A Test of the Tropical 200-300 mb Warming Rate in Climate Models

by Ross McKitrick
I sat down to write a description of my new paper with John Christy, but when I looked up a reference via Google Scholar something odd cropped up that requires a brief digression.

Google Scholar insists on providing a list of “recommended” articles whenever I sign on to it. Most turn out to be unpublished or non-peer reviewed discussion papers. But at least they are typically current, so I was surprised to see the top rank given to “Consistency of Modelled and Observed Temperature Trends in the Tropical Troposphere,” a decade-old paper by Santer et al. Google was, however, referring to its reappearance as a chapter in a 2018 book called Climate Modelling: Philosophical and Conceptual Issuesedited by Elizabeth Lloyd and Eric Winsberg, two US-based philosophers. Lloyd specifically describes herself as “a philosopher of climate science and evolutionary biology, as well as a scientist studying women’s sexuality” so readers should not expect specialized expertise in climate model evaluation, nor does the book’s editors exhibit any. Yet Google’s algorithm flagged it for me as the best thing out there and positioned two of its chapters as top leads in its “recommended” list.
Much of the first part of the book is an extended attack on a 2007 paper by David Douglass, John Christy, Benjamin Pearson and Fred Singer on the model/observational mismatch in the tropical troposphere. The editors add a diatribe against John Christy in particular for supposedly being impervious to empirical evidence, using flawed statistical methods and refusing to accept the validity of climate model representations of the warming of the tropical troposphere.
By way of contrast, and as an exemplar of research probity, they reproduce the decade-old Santer et al. paper and rely entirely on it for their case. If they are aware of any subsequent literature (which I doubt) they don’t mention it. They fail to mention:

  • Santer bitterly foughtreleasing his data
  • Despite having data up to 2007 he truncated his sample at 1999
  • If he had used the same methodology on the full data set he’d have reached the opposite conclusion, supporting Douglass et al. rather than supposedly refuting them
  • Steve McIntyre and I submitteda comment to the journal showing this.

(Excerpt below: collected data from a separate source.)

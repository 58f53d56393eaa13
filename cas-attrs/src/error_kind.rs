use proc_macro2::TokenStream as TokenStream2;
use quote::{quote, quote_spanned, ToTokens};
use syn::{
    parse::{Parse, ParseStream},
    Attribute,
    Expr,
    Fields,
    Ident,
    ItemStruct,
    Result,
    Token,
};

/// The arguments that can be passed to the `error` attribute.
#[derive(Debug, Default)]
pub struct ErrorArgs {
    pub message: Option<Expr>,
    pub labels: Option<Expr>,
    pub help: Option<Expr>,
    pub note: Option<Expr>,
}

impl ErrorArgs {
    /// Parse the next argument in the input stream and applies it to itself.
    fn parse_arg(&mut self, input: ParseStream) -> Result<()> {
        let ident: Ident = input.parse()?;
        input.parse::<Token![=]>()?;

        let ident_str = ident.to_string();
        match ident_str.as_str() {
            "message" => self.message = Some(input.parse()?),
            "labels" => self.labels = Some(input.parse()?),
            "help" => self.help = Some(input.parse()?),
            "note" => self.note = Some(input.parse()?),
            _ => return Err(syn::Error::new_spanned(ident, format!("unknown tag `{}`", ident_str))),
        }

        Ok(())
    }
}

impl Parse for ErrorArgs {
    fn parse(input: ParseStream) -> Result<Self> {
        let mut args = ErrorArgs::default();

        while !input.is_empty() {
            args.parse_arg(input)?;
            if input.is_empty() {
                break;
            }
            input.parse::<Token![,]>()?;
        }

        Ok(args)
    }
}

/// Creates a `let` expression that destructures the given `ident` into its named fields. Returns
/// a compile error if the fields are not named.
fn destructure_fields(ident: &Ident, fields: &Fields) -> TokenStream2 {
    match fields {
        Fields::Named(fields) => {
            let fields = fields.named.iter().map(|field| {
                let field_name = field.ident.as_ref();
                quote! { #field_name }
            });
            quote! { let #ident { #(#fields),* } = self; }
        },
        Fields::Unnamed(_) => quote_spanned! { ident.span() => compile_error!("`ErrorKind` cannot be derived for tuple structs"); },
        Fields::Unit => quote! {},
    }
}

/// The target struct to derive [`ErrorKind`] for.
#[derive(Debug)]
pub struct ErrorKindTarget {
    pub name: Ident,
    pub fields: Fields,
    pub error_args: ErrorArgs,
}

impl Parse for ErrorKindTarget {
    fn parse(input: ParseStream) -> Result<Self> {
        // parse outer attributes, including documentation and `error` attributes
        let attributes = input.call(Attribute::parse_outer)?;
        let remaining = input.parse::<ItemStruct>()?;

        let mut error_args = None;
        for attr in attributes.iter().filter(|attr| attr.path().is_ident("error")) {
            error_args = Some(attr.parse_args::<ErrorArgs>()?);
        }

        let error_args = error_args.ok_or_else(|| syn::Error::new_spanned(
            &remaining.ident,
            "missing `#[error(...)]` attribute",
        ))?;
        if error_args.message.is_none() {
            return Err(syn::Error::new_spanned(
                &remaining.ident,
                "the `error` attribute requires a `message` tag",
            ));
        }

        Ok(ErrorKindTarget {
            name: remaining.ident,
            fields: remaining.fields,
            error_args,
        })
    }
}

impl ToTokens for ErrorKindTarget {
    fn to_tokens(&self, tokens: &mut TokenStream2) {
        let destructure_expr = destructure_fields(&self.name, &self.fields);
        let message = self.error_args.message.as_ref();
        let labels = self.error_args.labels.as_ref()
            .map(|e| quote! { (#e).into_iter().map(|label| label.to_string()).collect::<Vec<_>>() })
            .unwrap_or_else(|| quote! { Vec::<String>::new() });
        let help = self.error_args.help.as_ref().map(|e| quote! { builder.set_help(#e); });
        let note = self.error_args.note.as_ref().map(|e| quote! { builder.set_note(#e); });

        tokens.extend(quote! {
            fn build_report<'a>(
                &self,
                src_id: &'a str,
                spans: &[std::ops::Range<usize>],
            ) -> ariadne::Report<(&'a str, std::ops::Range<usize>)> {
                #[allow(unused_variables)]
                #destructure_expr

                let offset = spans.first().map_or(0, |span| span.start);
                let label_strs = #labels;
                let mut builder = ariadne::Report::build(ariadne::ReportKind::Error, src_id, offset)
                    .with_message(#message)
                    .with_labels(
                        spans
                            .iter()
                            .enumerate()
                            .map(|(i, span)| {
                                let mut label = ariadne::Label::new((src_id, span.clone()))
                                    .with_color(cas_error::EXPR);

                                match label_strs.get(i) {
                                    Some(label_str) if !label_str.is_empty() => {
                                        label = label.with_message(label_str);
                                    },
                                    _ => {},
                                }

                                label
                            })
                            .collect::<Vec<_>>()
                    );

                #help
                #note
                builder.finish()
            }
        });
    }
}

It was rejected, in part because the referee considered Santer’s statistical method invalid  and didn’t want it perpetuated through further discussion
  • We re-cast the article as a more detailed discussion of trend comparison methodology and published it in 2010 in Atmospheric Science Letters. We confirmed, among other things, that based on modern econometric testing methods the gap between models and observations in the tropical troposphere is statistically significant.

McKitrick and Vogelsang (2014)provided a longer model-observational comparison using radiosonde records from 1958 to 2012 while generalizing the trend model to include a possible step change, and reaffirmed the significant discrepancy between models and observations. Similar conclusions were also reached by Fu et al. (2011), Bengtsson and Hodges (2009)and Po-Chedley and Fu (2012).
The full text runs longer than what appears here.